That doesn't mean Niumatalolo's sleep-deprived nights are unproductive.

"I think he does a lot of really good work at that time. Everything's quiet; there's no distractions," Barbara Niumatalolo said. "He prays a lot about things he's going to do, so oftentimes he gets answers then, too, in the quiet of the night or the early morning."

Even when the family takes its annual summer vacation to visit Niumatalolo's parents in Laie, Hawaii, a town on Oahu's north shore, the 47-year-old coach doesn't completely relax.

Niumatalolo spent most of his adolescence there after his father, Simi — who like his mother, Lamala, was born in American Samoa — retired from the Coast Guard after stops on the coast of Oregon and on New York's Staten Island.

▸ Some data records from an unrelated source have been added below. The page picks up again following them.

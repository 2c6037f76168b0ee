//! # Source Resolution Module
//!
//! Risolve l'immagine sorgente dalla libreria fissa o da un upload.
//! Gli upload vengono salvati su disco prima della decodifica.

use crate::{
    error::{PipelineError, PipelineResult},
    file_manager::FileManager,
    layout::StudioLayout,
};
use image::DynamicImage;
use serde::{Deserialize, Serialize};
use std::path::{Path, PathBuf};
use tracing::info;

/// What the caller picked as content image
#[derive(Debug, Clone)]
pub enum SourceSelection {
    /// A file from the content-image library, by name
    Library { name: String },
    /// Raw uploaded bytes plus the client-side file name
    Upload { filename: String, bytes: Vec<u8> },
}

impl SourceSelection {
    pub fn library(name: impl Into<String>) -> Self {
        Self::Library { name: name.into() }
    }

    pub fn upload(filename: impl Into<String>, bytes: Vec<u8>) -> Self {
        Self::Upload {
            filename: filename.into(),
            bytes,
        }
    }
}

#[derive(Debug, Clone, Copy, PartialEq, Eq, Serialize, Deserialize)]
#[serde(rename_all = "snake_case")]
pub enum SourceKind {
    Library,
    Upload,
}

/// A decoded content image
#[derive(Debug, Clone)]
pub struct SourceImage {
    pub image: DynamicImage,
    pub original_bytes: u64,
    pub origin: PathBuf,
    pub kind: SourceKind,
}

impl SourceImage {
    pub fn basename(&self) -> String {
        FileManager::basename(&self.origin)
    }

    /// Library images are assumed pre-sized
    pub fn needs_compression(&self) -> bool {
        self.kind == SourceKind::Upload
    }

    pub fn origin(&self) -> &Path {
        &self.origin
    }
}

/// Load and decode the selected source image
pub async fn resolve(layout: &StudioLayout, selection: &SourceSelection) -> PipelineResult<SourceImage> {
    match selection {
        SourceSelection::Library { name } => {
            let path = layout.library_image(name)?;
            if !path.is_file() {
                return Err(PipelineError::UnknownLibraryImage(name.clone()));
            }

            let bytes = tokio::fs::read(&path).await?;
            let image = image::load_from_memory(&bytes)
                .map_err(|e| PipelineError::ImageDecode(format!("{}: {}", path.display(), e)))?;
            info!(
                "Library image {} ({}x{}, {})",
                name,
                image.width(),
                image.height(),
                FileManager::format_size(bytes.len() as u64)
            );

            Ok(SourceImage {
                image,
                original_bytes: bytes.len() as u64,
                origin: path,
                kind: SourceKind::Library,
            })
        }
        SourceSelection::Upload { filename, bytes } => {
            let path = layout.upload_path(filename)?;
            FileManager::save_upload(&path, bytes).await?;

            let image = image::load_from_memory(bytes)
                .map_err(|e| PipelineError::ImageDecode(format!("{}: {}", filename, e)))?;
            info!(
                "Uploaded image {} ({}x{}, {})",
                filename,
                image.width(),
                image.height(),
                FileManager::format_size(bytes.len() as u64)
            );

            Ok(SourceImage {
                image,
                original_bytes: bytes.len() as u64,
                origin: path,
                kind: SourceKind::Upload,
            })
        }
    }
}
/* algopath-bot
 * Copyright (C) 2025 Algopath Community
 *
 * This library is free software; you can redistribute it and/or
 * modify it under the terms of the GNU Lesser General Public
 * License as published by the Free Software Foundation; either
 * version 2 of the License, or (at your option) any later version.
 *
 * This library is distributed in the hope that it will be useful,
 * but WITHOUT ANY WARRANTY; without even the implied warranty of
 * MERCHANTABILITY or FITNESS FOR A PARTICULAR PURPOSE. See the GNU
 * Lesser General Public License for more details.
 *
 * You should have received a copy of the GNU Lesser General Public
 * License along with this library; if not, write to the
 * Free Software Foundation, Inc., 59 Temple Place - Suite 330,
 * Boston, MA 02111-1307, USA.
 */

/// Everything the bot needs from the environment besides the platform
/// token and SMTP credentials, which stay inside the clients built from
/// them. Read once at startup, no hot reload.
#[derive(Debug, Clone)]
pub struct BotConfig {
    pub guild_id: String,
    pub application_id: String,
    /// Hex-encoded Ed25519 key the platform signs webhook deliveries with.
    /// When unset, signature verification is skipped (local dev, tests).
    pub public_key: Option<String>,
    pub role_verified: String,
    pub role_unverified: String,
    pub verify_channel: String,
    pub welcome_channel: Option<String>,
    pub open_doubts_channel: String,
    pub resolved_doubts_channel: String,
    pub allowed_email_domains: Vec<String>,
    pub sender_email: String,
}

impl BotConfig {
    pub fn from_env() -> Self {
        let allowed_email_domains = std::env::var("ALLOWED_EMAIL_DOMAINS")
            .unwrap_or_else(|_| "gmail.com".to_string())
            .split(',')
            .map(|d| d.trim().trim_start_matches('@').to_lowercase())
            .filter(|d| !d.is_empty())
            .collect();

        Self {
            guild_id: std::env::var("GUILD_ID").expect("GUILD_ID must be set!"),
            application_id: std::env::var("APPLICATION_ID").expect("APPLICATION_ID must be set!"),
            public_key: std::env::var("PUBLIC_KEY").ok(),
            role_verified: std::env::var("ROLE_VERIFIED").expect("ROLE_VERIFIED must be set!"),
            role_unverified: std::env::var("ROLE_UNVERIFIED")
                .expect("ROLE_UNVERIFIED must be set!"),
            verify_channel: std::env::var("VERIFY_CHANNEL_ID")
                .expect("VERIFY_CHANNEL_ID must be set!"),
            welcome_channel: std::env::var("WELCOME_CHANNEL_ID").ok(),
            open_doubts_channel: std::env::var("OPEN_DOUBTS_CHANNEL_ID")
                .expect("OPEN_DOUBTS_CHANNEL_ID must be set!"),
            resolved_doubts_channel: std::env::var("RESOLVED_DOUBTS_CHANNEL_ID")
                .expect("RESOLVED_DOUBTS_CHANNEL_ID must be set!"),
            allowed_email_domains,
            sender_email: std::env::var("SENDER_EMAIL").expect("SENDER_EMAIL must be set!"),
        }
    }

    pub fn email_domain_allowed(&self, email: &str) -> bool {
        self.allowed_email_domains
            .iter()
            .any(|domain| email.ends_with(&format!("@{domain}")))
    }
}
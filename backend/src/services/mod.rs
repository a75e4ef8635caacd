/* algopath-bot
 * Copyright (C) 2025 Algopath Community
 *
 * This library is free software; you can redistribute it and/or
 * modify it under the terms of the GNU Lesser General Public
 * License as published by the Free Software Foundation; either
 * version 2 of the License, or (at your option) any later version.
 *
 * This library is distributed in the hope that it will be useful,
 * but WITHOUT ANY WARRANTY; without even the implied warranty of
 * MERCHANTABILITY or FITNESS FOR A PARTICULAR PURPOSE. See the GNU
 * Lesser General Public License for more details.
 *
 * You should have received a copy of the GNU Lesser General Public
 * License along with this library; if not, write to the
 * Free Software Foundation, Inc., 59 Temple Place - Suite 330,
 * Boston, MA 02111-1307, USA.
 */

pub mod bootstrap;
pub mod doubts;
pub mod verification;
/* algopath-bot
 * Copyright (C) 2025 Algopath Community
 *
 * This library is free software; you can redistribute it and/or
 * modify it under the terms of the GNU Lesser General Public
 * License as published by the Free Software Foundation; either
 * version 2 of the License, or (at your option) any later version.
 *
 * This library is distributed in the hope that it will be useful,
 * but WITHOUT ANY WARRANTY; without even the implied warranty of
 * MERCHANTABILITY or FITNESS FOR A PARTICULAR PURPOSE. See the GNU
 * Lesser General Public License for more details.
 *
 * You should have received a copy of the GNU Lesser General Public
 * License along with this library; if not, write to the
 * Free Software Foundation, Inc., 59 Temple Place - Suite 330,
 * Boston, MA 02111-1307, USA.
 */

//! The OTP verification state machine. Per-user state is derived from the
//! store: no `users` row or `verified = false` means unverified, a live
//! `otp_codes` row means a code was issued, `verified = true` is terminal.

use actix_web::web;
use askama::Template;
use db_connector::models::users::User;
use diesel::prelude::*;
use validator::ValidateEmail;

use crate::error::Error;
use crate::utils::{generate_otp, get_connection, now_millis, web_block_unpacked};
use crate::AppState;

pub const OTP_LENGTH: usize = 6;
pub const OTP_TTL_MINUTES: i64 = 5;

#[derive(Template)]
#[template(path = "otp_email.html")]
struct OtpEmailTemplate<'a> {
    code: &'a str,
    minutes: i64,
}

/// What a verification request should answer with.
#[derive(Debug, PartialEq, Eq)]
pub enum VerifyPrompt {
    /// Store and role assignment agree; nothing to do.
    AlreadyVerified,
    /// Store said verified but the role was missing; the role was
    /// re-granted without issuing a new code.
    RoleRepaired,
    /// Start the email capture flow.
    PromptEmail,
}

pub async fn request_verification(
    state: &web::Data<AppState>,
    user_id: &str,
) -> Result<VerifyPrompt, Error> {
    let mut conn = get_connection(state)?;
    let uid = user_id.to_string();
    let user: Option<User> = web_block_unpacked(move || {
        use db_connector::schema::users::dsl::*;

        match users.find(&uid).select(User::as_select()).get_result(&mut conn) {
            Ok(user) => Ok(Some(user)),
            Err(diesel::result::Error::NotFound) => Ok(None),
            Err(_err) => Err(Error::InternalError),
        }
    })
    .await?;

    match user {
        Some(user) if user.verified => {
            let roles = state.chat.member_roles(user_id).await?;
            if roles.iter().any(|r| r == &state.config.role_verified) {
                return Ok(VerifyPrompt::AlreadyVerified);
            }

            // Store and platform drifted apart; repair the role instead
            // of sending the user through the flow again.
            log::info!("Repairing missing verified role for {user_id}");
            state
                .chat
                .add_role(user_id, &state.config.role_verified)
                .await?;
            if let Err(err) = state
                .chat
                .remove_role(user_id, &state.config.role_unverified)
                .await
            {
                log::warn!("Failed to remove unverified role from {user_id}: {err}");
            }
            Ok(VerifyPrompt::RoleRepaired)
        }
        _ => Ok(VerifyPrompt::PromptEmail),
    }
}

pub async fn submit_email(
    state: &web::Data<AppState>,
    user_id: &str,
    email: &str,
) -> Result<(), Error> {
    let email = email.trim().to_lowercase();
    if !email.validate_email() {
        return Err(Error::InvalidEmail);
    }
    if !state.config.email_domain_allowed(&email) {
        return Err(Error::EmailDomainNotAllowed);
    }

    let code = generate_otp(OTP_LENGTH);
    let expires = now_millis() + OTP_TTL_MINUTES * 60 * 1_000;

    let mut conn = get_connection(state)?;
    {
        let uid = user_id.to_string();
        let mail = email.clone();
        let code = code.clone();
        web_block_unpacked(move || {
            use db_connector::schema::otp_codes::dsl as o_dsl;
            use db_connector::schema::users::dsl as u_dsl;

            let user = User {
                discord_id: uid.clone(),
                email: mail.clone(),
                verified: false,
            };
            diesel::insert_into(u_dsl::users)
                .values(&user)
                .on_conflict(u_dsl::discord_id)
                .do_update()
                .set(u_dsl::email.eq(&mail))
                .execute(&mut conn)
                .map_err(|_err| Error::InternalError)?;

            // A new request replaces any live code for this user.
            let row = db_connector::models::otp_codes::OtpCode {
                discord_id: uid,
                code: code.clone(),
                expires_at: expires,
            };
            diesel::insert_into(o_dsl::otp_codes)
                .values(&row)
                .on_conflict(o_dsl::discord_id)
                .do_update()
                .set((o_dsl::code.eq(&code), o_dsl::expires_at.eq(expires)))
                .execute(&mut conn)
                .map_err(|_err| Error::InternalError)?;

            Ok(())
        })
        .await?;
    }

    #[cfg(not(test))]
    {
        let state_cpy = state.clone();
        std::thread::spawn(move || {
            send_otp_mail(&email, &code, &state_cpy);
        });
    }
    #[cfg(test)]
    drop((email, code));

    Ok(())
}

#[cfg_attr(test, allow(dead_code))]
fn send_otp_mail(email: &str, code: &str, state: &web::Data<AppState>) {
    let template = OtpEmailTemplate {
        code,
        minutes: OTP_TTL_MINUTES,
    };
    let body = match template.render() {
        Ok(body) => body,
        Err(err) => {
            log::error!("Failed to render OTP email template: {err}");
            return;
        }
    };

    crate::utils::send_email(email, "Your Algopath verification code", body, state);
}

pub async fn submit_code(
    state: &web::Data<AppState>,
    user_id: &str,
    code: &str,
) -> Result<(), Error> {
    let code = code.trim().to_string();
    if code.len() != OTP_LENGTH || !code.chars().all(|c| c.is_ascii_digit()) {
        return Err(Error::InvalidOrExpiredOtp);
    }

    let mut conn = get_connection(state)?;
    let uid = user_id.to_string();
    web_block_unpacked(move || {
        use db_connector::schema::otp_codes::dsl as o_dsl;
        use db_connector::schema::users::dsl as u_dsl;

        // Consume-on-match: the delete is the validity check, so a code
        // can only ever succeed once.
        let consumed = diesel::delete(
            o_dsl::otp_codes.filter(
                o_dsl::discord_id
                    .eq(&uid)
                    .and(o_dsl::code.eq(&code))
                    .and(o_dsl::expires_at.gt(now_millis())),
            ),
        )
        .execute(&mut conn)
        .map_err(|_err| Error::InternalError)?;

        if consumed == 0 {
            return Err(Error::InvalidOrExpiredOtp);
        }

        diesel::update(u_dsl::users.find(&uid))
            .set(u_dsl::verified.eq(true))
            .execute(&mut conn)
            .map_err(|_err| Error::InternalError)?;

        Ok(())
    })
    .await?;

    // The store is already marked verified, so if a role call fails the
    // user sees an error and the next verification request repairs the
    // role from the store.
    state
        .chat
        .add_role(user_id, &state.config.role_verified)
        .await?;
    state
        .chat
        .remove_role(user_id, &state.config.role_unverified)
        .await?;

    if let Some(welcome_channel) = &state.config.welcome_channel {
        let payload = crate::discord::components::channel_message(&format!(
            "🎉 <@{user_id}> just verified. Welcome!"
        ));
        if let Err(err) = state.chat.send_channel_message(welcome_channel, &payload).await {
            log::warn!("Failed to post welcome message for {user_id}: {err}");
        }
    }

    Ok(())
}

/// Member-join role application: verified members get the verified role
/// back, everyone else starts unverified. Role call failures are logged
/// and never fatal.
pub async fn apply_member_roles(state: &web::Data<AppState>, user_id: &str) -> Result<(), Error> {
    let mut conn = get_connection(state)?;
    let uid = user_id.to_string();
    let verified_in_store: bool = web_block_unpacked(move || {
        use db_connector::schema::users::dsl::*;

        match users
            .find(&uid)
            .select(verified)
            .get_result::<bool>(&mut conn)
        {
            Ok(flag) => Ok(flag),
            Err(diesel::result::Error::NotFound) => Ok(false),
            Err(_err) => Err(Error::InternalError),
        }
    })
    .await?;

    let (add, remove) = if verified_in_store {
        (&state.config.role_verified, &state.config.role_unverified)
    } else {
        (&state.config.role_unverified, &state.config.role_verified)
    };

    if let Err(err) = state.chat.add_role(user_id, add).await {
        log::error!("Failed to add role for joining member {user_id}: {err}");
    }
    if let Err(err) = state.chat.remove_role(user_id, remove).await {
        log::warn!("Failed to remove role for joining member {user_id}: {err}");
    }

    Ok(())
}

"It's a great place for me to get away from things," Niumatalolo said of Laie. "When my son Va'a played [football] at Broadneck or my daughter Alexcia played [lacrosse] at Maryland, we'd go there and train on the beach. Just go home and be a dad and get away. The grind of this job, it's a demanding job and there's a lot of stress involved. It's a results-driven job, I understand that. I'm compensated very well. Besides that, I'm a competitor, I want to win. I hated last year."

Said his wife: "He'll have something on his mind, I can see him checking his iPad or his phone, you're like the father to a hundred and something young men. You hope they're safe, they're training right, they're making good choices."

Niumatalolo has much to be concerned with as Navy gets ready to open the 2012 season Saturday against Notre Dame in Dublin.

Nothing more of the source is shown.